Whatever you choose, avoid magnesium oxide (poor absorption) and start with a moderate dose before increasing. And as always, tell your doctor about any new supplements — especially if you take heart medications, blood pressure drugs, or diuretics.
Frequently Asked Questions
What type of magnesium is best for heart health?
Magnesium glycinate and magnesium taurate are the best forms for heart health. Glycinate is highly absorbed and unlikely to cause digestive issues. Taurate pairs magnesium with taurine, an amino acid that independently supports heart rhythm and blood pressure. Avoid magnesium oxide for heart health — it has the lowest absorption rate (only 4%) despite being the most common form in cheap supplements.
Can magnesium help with heart palpitations?
Magnesium plays a critical role in regulating heart rhythm, and low magnesium levels are a well-established cause of palpitations and arrhythmias. Supplementing with 200-400mg of magnesium glycinate or taurate daily may reduce palpitations in people who are deficient. However, heart palpitations can have many causes — always see your doctor to rule out serious conditions before self-treating with supplements.
Does magnesium lower blood pressure?
Yes, modestly. A 2016 meta-analysis of 34 clinical trials found magnesium supplementation reduced systolic blood pressure by an average of 2 mmHg and diastolic by 1.8 mmHg. While this is a small effect, it's consistent and may complement other blood pressure management strategies. Higher doses (500-1,000mg daily) showed greater reductions.
How do I know if I'm deficient in magnesium?
Common signs include muscle cramps, eye twitching, fatigue, poor sleep, heart palpitations, and anxiety. However, standard blood tests only measure serum magnesium, which represents just 1% of your body's total magnesium. You can be deficient at the cellular level while showing normal blood levels. Given that most Americans are under-consuming magnesium, supplementation is generally considered safe and reasonable.
Can you take magnesium with heart medications?
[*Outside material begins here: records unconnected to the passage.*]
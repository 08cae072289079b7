use std::path::{Path, PathBuf};
#[cfg(test)]
use std::sync::{Mutex, MutexGuard, OnceLock};

pub const DEFAULT_CONFIG_PATH: &str = "/etc/hearth/hearth.toml";
pub const CONFIG_ENV: &str = "HEARTH_CONFIG";

/// Resolve the platform config path.
///
/// Order: explicit `--config`, then `HEARTH_CONFIG`, then
/// `/etc/hearth/hearth.toml`.
pub fn config_path(explicit: Option<&Path>) -> PathBuf {
    if let Some(path) = explicit {
        return path.to_path_buf();
    }

    if let Ok(v) = std::env::var(CONFIG_ENV)
        && !v.trim().is_empty()
    {
        return PathBuf::from(v);
    }

    PathBuf::from(DEFAULT_CONFIG_PATH)
}

#[cfg(test)]
pub(crate) fn test_config_env_lock() -> MutexGuard<'static, ()> {
    static LOCK: OnceLock<Mutex<()>> = OnceLock::new();
    LOCK.get_or_init(|| Mutex::new(()))
        .lock()
        .expect("HEARTH_CONFIG test env lock poisoned")
}
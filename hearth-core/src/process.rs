//! Subprocess invoker.
//!
//! Programs are always started with an explicit argument vector through
//! [`std::process::Command`]; nothing here ever goes through a shell, so a
//! domain or module name can never be interpreted as shell syntax.

use std::process::{Command, Stdio};

use thiserror::Error;

#[derive(Debug, Error)]
pub enum ProcessError {
    #[error("Failed to start {program}: {source}")]
    Spawn {
        program: String,
        #[source]
        source: std::io::Error,
    },

    #[error("{program} failed ({}): {}", describe_code(.code), .stderr.trim())]
    NonZeroExit {
        program: String,
        code: Option<i32>,
        stdout: String,
        stderr: String,
    },
}

impl ProcessError {
    /// Exit code to propagate for this failure. Signals and spawn
    /// failures map to 1.
    pub fn exit_code(&self) -> i32 {
        match self {
            ProcessError::NonZeroExit {
                code: Some(code), ..
            } if *code != 0 => *code,
            _ => 1,
        }
    }

    pub fn stderr(&self) -> &str {
        match self {
            ProcessError::NonZeroExit { stderr, .. } => stderr,
            ProcessError::Spawn { .. } => "",
        }
    }
}

fn describe_code(code: &Option<i32>) -> String {
    match *code {
        Some(code) => format!("exit code {code}"),
        None => "terminated by signal".to_string(),
    }
}

/// Captured result of a finished subprocess.
#[derive(Debug, Clone, PartialEq, Eq)]
pub struct CommandOutput {
    pub program: String,
    /// `None` when the process was terminated by a signal.
    pub code: Option<i32>,
    pub stdout: String,
    pub stderr: String,
}

impl CommandOutput {
    pub fn new(program: impl Into<String>, code: Option<i32>) -> Self {
        Self {
            program: program.into(),
            code,
            stdout: String::new(),
            stderr: String::new(),
        }
    }

    pub fn with_stdout(mut self, stdout: impl Into<String>) -> Self {
        self.stdout = stdout.into();
        self
    }

    pub fn with_stderr(mut self, stderr: impl Into<String>) -> Self {
        self.stderr = stderr.into();
        self
    }

    pub fn success(&self) -> bool {
        self.code == Some(0)
    }

    /// Turn a non-zero exit into [`ProcessError::NonZeroExit`].
    pub fn into_success(self) -> Result<Self, ProcessError> {
        if self.success() {
            return Ok(self);
        }
        Err(ProcessError::NonZeroExit {
            program: self.program,
            code: self.code,
            stdout: self.stdout,
            stderr: self.stderr,
        })
    }
}

/// Seam for everything that spawns external tools.
pub trait CommandRunner {
    fn run(&self, program: &str, args: &[String]) -> Result<CommandOutput, ProcessError>;
}

/// Runs commands on the host.
#[derive(Debug, Clone, Copy, Default)]
pub struct SystemRunner;

impl CommandRunner for SystemRunner {
    fn run(&self, program: &str, args: &[String]) -> Result<CommandOutput, ProcessError> {
        tracing::debug!(program, ?args, "running command");

        let output = Command::new(program)
            .args(args)
            .stdin(Stdio::null())
            .stdout(Stdio::piped())
            .stderr(Stdio::piped())
            .output()
            .map_err(|source| ProcessError::Spawn {
                program: program.to_string(),
                source,
            })?;

        let result = CommandOutput {
            program: program.to_string(),
            code: output.status.code(),
            stdout: String::from_utf8_lossy(&output.stdout).into_owned(),
            stderr: String::from_utf8_lossy(&output.stderr).into_owned(),
        };
        if !result.success() {
            tracing::debug!(program, code = ?result.code, "command exited unsuccessfully");
        }
        Ok(result)
    }
}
Magnesium can interact with certain heart medications. It may enhance the effects of calcium channel blockers and blood pressure medications. It can reduce absorption of some antibiotics and bisphosphonates if taken at the same time. Separate magnesium from other medications by at least 2 hours, and always inform your cardiologist about magnesium supplementation.